Final del santo Evangelio según San Lucas
Lucas 24, 46-53
En aquel tiempo, Jesús se apareció a sus discípulos y les dijo: “Está escrito que el Mesías tenía que padecer y había de resucitar de entre los muertos al tercer día, y que en su nombre se había de predicar a todas las naciones, comenzando por Jerusalén, la necesidad de volverse a Dios para el perdón de los pecados. Ustedes son testigos de esto. Ahora yo les voy a enviar al que mi Padre les prometió. Permanezcan, pues, en la ciudad, hasta que reciban la fuerza de lo alto”.
Después salió con ellos fuera de la ciudad, hacia un lugar cercano a Betania; levantando las manos, los bendijo, y mientras los bendecía, se fue apartando de ellos y elevándose al cielo. Ellos, después de adorarlo, regresaron a Jerusalén, llenos de gozo, y permanecían constantemente en el templo, alabando a Dios.
Reflexión laical sobre Lucas 24, 46-53
Al final del Evangelio según san Lucas se nos regala una escena luminosa, serena, profundamente esperanzadora. Jesús, que ha padecido y ha resucitado, no se despide con reproches ni advertencias, sino con una bendición. Levanta las manos, los bendice… y mientras los bendice, asciende al cielo. Qué hermoso: su última acción visible sobre la tierra es bendecir.

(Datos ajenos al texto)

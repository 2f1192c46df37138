//! GRIB2 data unpacking.
//!
//! Only simple packing (data representation template 5.0) is decoded.

use crate::{Grib2Error, Result};

/// Parameters of template 5.0.
#[derive(Debug, Clone, Copy)]
pub struct SimplePacking {
    pub reference_value: f32,
    pub binary_scale_factor: i16,
    pub decimal_scale_factor: i16,
    pub bits_per_value: u8,
}

/// Unpack simple packed data onto `num_points` grid points.
///
/// value = (R + packed * 2^E) * 10^-D
///
/// With a bitmap, only points whose bit is set consume a packed value; the
/// others decode as `NaN`.
pub fn unpack_simple(
    packed_data: &[u8],
    num_points: usize,
    packing: SimplePacking,
    bitmap: Option<&[u8]>,
) -> Result<Vec<f32>> {
    let binary_scale = 2.0_f64.powi(packing.binary_scale_factor as i32);
    let decimal_scale = 10.0_f64.powi(-(packing.decimal_scale_factor as i32));
    let reference = packing.reference_value as f64;
    let bits_per_value = packing.bits_per_value as usize;

    if bits_per_value > 32 {
        return Err(Grib2Error::UnpackingError(format!(
            "Invalid number of bits per value: {}",
            bits_per_value
        )));
    }

    let mut values = Vec::with_capacity(num_points);
    let mut bit_position = 0;

    for i in 0..num_points {
        if let Some(bm) = bitmap {
            if !is_bit_set(bm, i) {
                values.push(f32::NAN);
                continue;
            }
        }

        let packed_value = if bits_per_value == 0 {
            0
        } else {
            extract_bits(packed_data, bit_position, bits_per_value)?
        };
        bit_position += bits_per_value;

        values.push(((reference + packed_value as f64 * binary_scale) * decimal_scale) as f32);
    }

    Ok(values)
}

/// Number of set bits among the first `num_points` bits of `bitmap`.
pub fn count_present(bitmap: &[u8], num_points: usize) -> usize {
    (0..num_points).filter(|&i| is_bit_set(bitmap, i)).count()
}

/// Bitmap: 1 bit per point, MSB first, 1 = present. Bits past the end of
/// the bitmap count as missing.
fn is_bit_set(bitmap: &[u8], index: usize) -> bool {
    bitmap
        .get(index / 8)
        .is_some_and(|byte| (byte >> (7 - (index % 8))) & 1 == 1)
}

/// Extract `num_bits` bits starting at `start_bit`, MSB first.
fn extract_bits(data: &[u8], start_bit: usize, num_bits: usize) -> Result<u32> {
    let end_bit = start_bit + num_bits;
    if end_bit.div_ceil(8) > data.len() {
        return Err(Grib2Error::UnpackingError(format!(
            "Not enough data to extract bits {}..{} from {} bytes",
            start_bit,
            end_bit,
            data.len()
        )));
    }

    let mut result = 0u32;
    for absolute_bit in start_bit..end_bit {
        let bit = (data[absolute_bit / 8] >> (7 - (absolute_bit % 8))) & 1;
        result = (result << 1) | bit as u32;
    }
    Ok(result)
}
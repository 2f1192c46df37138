//! One base request bound to its axes, an extractor and a store.

use std::collections::HashSet;
use std::sync::Arc;

use field_store::FieldStore;
use mars_request::Request;
use tracing::{debug, info};

use crate::axis::{Axis, AxisDefinition};
use crate::error::{Result, ViewError};
use crate::extractor::Extractor;
use crate::index_mapper::records_per_chunk;
use crate::request_manipulation::update_request;
use crate::types::{ChunkFill, DataLayout};

/// A sub-collection of the view addressed by a single base request.
///
/// Immutable once built. Construction retrieves one record, the one at the
/// all-zero index, to learn the payload layout.
pub struct ViewPart {
    request: Request,
    axes: Vec<Axis>,
    extractor: Box<dyn Extractor>,
    store: Arc<dyn FieldStore>,
    layout: DataLayout,
    shape: Vec<usize>,
    records_per_chunk: usize,
    chunk_values: usize,
}

impl ViewPart {
    pub fn new(
        request: Request,
        axis_definitions: &[AxisDefinition],
        extractor: Box<dyn Extractor>,
        store: Arc<dyn FieldStore>,
    ) -> Result<Self> {
        if axis_definitions.is_empty() {
            return Err(ViewError::config(format!(
                "part {} defines no axis",
                request
            )));
        }

        let axes = axis_definitions
            .iter()
            .map(|def| Axis::from_definition(def, &request))
            .collect::<Result<Vec<_>>>()?;

        check_coverage(&request, &axes)?;
        let records_per_chunk = records_per_chunk(&axes)?;

        let layout = probe_layout(&request, &axes, extractor.as_ref(), store.as_ref())?;
        let chunk_values = records_per_chunk
            .checked_mul(layout.count_values)
            .ok_or_else(|| {
                ViewError::config(format!(
                    "chunks of part {} hold more values than can be addressed",
                    request
                ))
            })?;

        let mut shape: Vec<usize> = axes.iter().map(Axis::size).collect();
        shape.push(layout.count_values);

        info!(
            request = %request,
            shape = ?shape,
            extractor = extractor.name(),
            store = %store.describe(),
            "Created view part"
        );

        Ok(Self {
            request,
            axes,
            extractor,
            store,
            layout,
            shape,
            records_per_chunk,
            chunk_values,
        })
    }

    pub fn request(&self) -> &Request {
        &self.request
    }

    pub fn axes(&self) -> &[Axis] {
        &self.axes
    }

    pub fn layout(&self) -> &DataLayout {
        &self.layout
    }

    /// Axis sizes followed by the record payload length.
    pub fn shape(&self) -> &[usize] {
        &self.shape
    }

    /// Number of axes, excluding the payload axis.
    pub fn n_axes(&self) -> usize {
        self.axes.len()
    }

    /// Records in one chunk of this part.
    pub fn records_per_chunk(&self) -> usize {
        self.records_per_chunk
    }

    /// Values in one chunk of this part.
    pub fn count_chunk_values(&self) -> usize {
        self.chunk_values
    }

    /// Fill `out` with the chunk at `chunk_index` of this part.
    ///
    /// `chunk_index` holds one entry per axis; bulk axes only accept 0. Slots
    /// whose record is missing or unreadable are left as they were.
    pub fn at(&self, chunk_index: &[usize], out: &mut [f32]) -> Result<ChunkFill> {
        if chunk_index.len() != self.axes.len() {
            return Err(ViewError::ChunkIndexLength {
                got: chunk_index.len(),
                expected: self.axes.len(),
            });
        }

        let needed = self.count_chunk_values();
        if out.len() < needed {
            return Err(ViewError::BufferTooSmall {
                needed,
                got: out.len(),
            });
        }

        let mut query = self.request.clone();
        for (axis, &index) in self.axes.iter().zip(chunk_index) {
            update_request(&mut query, axis, index)?;
        }
        debug!(request = %query, chunk = ?chunk_index, "Querying part chunk");

        let records = self.store.inspect(&query)?;
        self.extractor.write_many(
            &query,
            records,
            &self.axes,
            &self.layout,
            &mut out[..needed],
            self.records_per_chunk(),
        )
    }
}

impl std::fmt::Debug for ViewPart {
    fn fmt(&self, f: &mut std::fmt::Formatter<'_>) -> std::fmt::Result {
        f.debug_struct("ViewPart")
            .field("request", &self.request.to_string())
            .field("axes", &self.axes)
            .field("layout", &self.layout)
            .field("extractor", &self.extractor.name())
            .finish()
    }
}

/// Every multi-valued keyword must belong to exactly one axis.
fn check_coverage(request: &Request, axes: &[Axis]) -> Result<()> {
    let mut mapped = HashSet::new();
    for axis in axes {
        for keyword in axis.keywords() {
            if !mapped.insert(keyword) {
                return Err(ViewError::config(format!(
                    "keyword '{}' already mapped by another axis",
                    keyword
                )));
            }
        }
    }

    for param in request.parameters() {
        if param.count() > 1 && !mapped.contains(param.name()) {
            return Err(ViewError::config(format!(
                "keyword '{}' has {} values but is not mapped to any axis",
                param.name(),
                param.count()
            )));
        }
    }
    Ok(())
}

fn probe_layout(
    request: &Request,
    axes: &[Axis],
    extractor: &dyn Extractor,
    store: &dyn FieldStore,
) -> Result<DataLayout> {
    let mut probe = request.clone();
    for axis in axes {
        update_request(&mut probe, axis, 0)?;
    }

    let probe_error = |reason: String| ViewError::Probe {
        request: probe.to_string(),
        reason,
    };

    let mut handle = store
        .retrieve(&probe)
        .map_err(|e| probe_error(e.to_string()))?;
    let layout = extractor
        .layout(handle.as_mut())
        .map_err(|e| probe_error(e.to_string()))?;

    if layout.count_values == 0 {
        return Err(probe_error("record holds no values".to_string()));
    }
    Ok(layout)
}
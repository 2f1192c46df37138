//! Error types for field stores.

use mars_request::RequestError;
use thiserror::Error;

/// Errors raised by field stores and their data handles.
#[derive(Error, Debug)]
pub enum StoreError {
    /// No record matches the request.
    #[error("no record matches request: {0}")]
    NotFound(String),

    /// Filesystem error.
    #[error("I/O error on {path}: {source}")]
    Io {
        path: String,
        #[source]
        source: std::io::Error,
    },

    /// The store index cannot be read or written.
    #[error("index error: {0}")]
    Index(String),

    /// A record's bytes are not what the index says they are.
    #[error("corrupt record {key}: {reason}")]
    Corrupt { key: String, reason: String },

    /// Store configuration is invalid.
    #[error("configuration error: {0}")]
    Config(String),

    /// A key or request could not be canonicalised.
    #[error(transparent)]
    Request(#[from] RequestError),
}

impl StoreError {
    /// Create a NotFound error.
    pub fn not_found(request: impl Into<String>) -> Self {
        Self::NotFound(request.into())
    }

    /// Create an Io error for `path`.
    pub fn io(path: impl Into<String>, source: std::io::Error) -> Self {
        Self::Io {
            path: path.into(),
            source,
        }
    }

    /// Create an Index error.
    pub fn index(msg: impl Into<String>) -> Self {
        Self::Index(msg.into())
    }

    /// Create a Corrupt error.
    pub fn corrupt(key: impl Into<String>, reason: impl Into<String>) -> Self {
        Self::Corrupt {
            key: key.into(),
            reason: reason.into(),
        }
    }
}

impl From<serde_json::Error> for StoreError {
    fn from(err: serde_json::Error) -> Self {
        Self::Index(err.to_string())
    }
}

/// Result type for store operations.
pub type Result<T> = std::result::Result<T, StoreError>;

Este pasaje no trata solo del final de una historia, sino del comienzo de una misión. Jesús afirma con claridad que “en su nombre se había de predicar… la necesidad de volverse a Dios para el perdón de los pecados”. Y lo dice justo antes de ascender. ¿Por qué? Porque ese será ahora el corazón de la tarea de sus testigos: anunciar que hay esperanza, que hay perdón, que Dios nos espera con los brazos abiertos.
Como laicos, este pasaje nos interpela con fuerza. Nosotros también somos testigos. No porque hayamos estado en Betania aquel día, sino porque hemos experimentado su presencia en nuestras vidas. Él ha perdonado nuestros pecados, nos ha sostenido en nuestras caídas, nos ha devuelto la alegría. Entonces, ¿cómo no compartirlo?
Jesús también nos da una consigna clara: “Permanezcan hasta que reciban la fuerza de lo alto”. No se trata de salir corriendo a predicar con nuestras propias fuerzas. La misión comienza con la espera, con la oración, con el deseo humilde de ser instrumentos y no protagonistas. Solo el Espíritu Santo puede dar eficacia a nuestro testimonio.
Los discípulos volvieron a Jerusalén “llenos de gozo”. No se quedaron en la tristeza de la partida, sino en la alegría de la promesa. ¿Nosotros vivimos así nuestra fe? ¿La vivimos con gozo, con gratitud, con alabanza constante como ellos en el templo?
Hoy, en medio de un mundo necesitado de luz, de sentido y de esperanza, este Evangelio nos recuerda que ser testigos de Cristo es una vocación que llena la vida de gozo, aunque el camino sea exigente. Que nuestra vida cotidiana —como padres, trabajadores, amigos, ciudadanos— sea ese templo donde alabamos a Dios, donde se nota que Él ha ascendido… pero sigue actuando entre nosotros.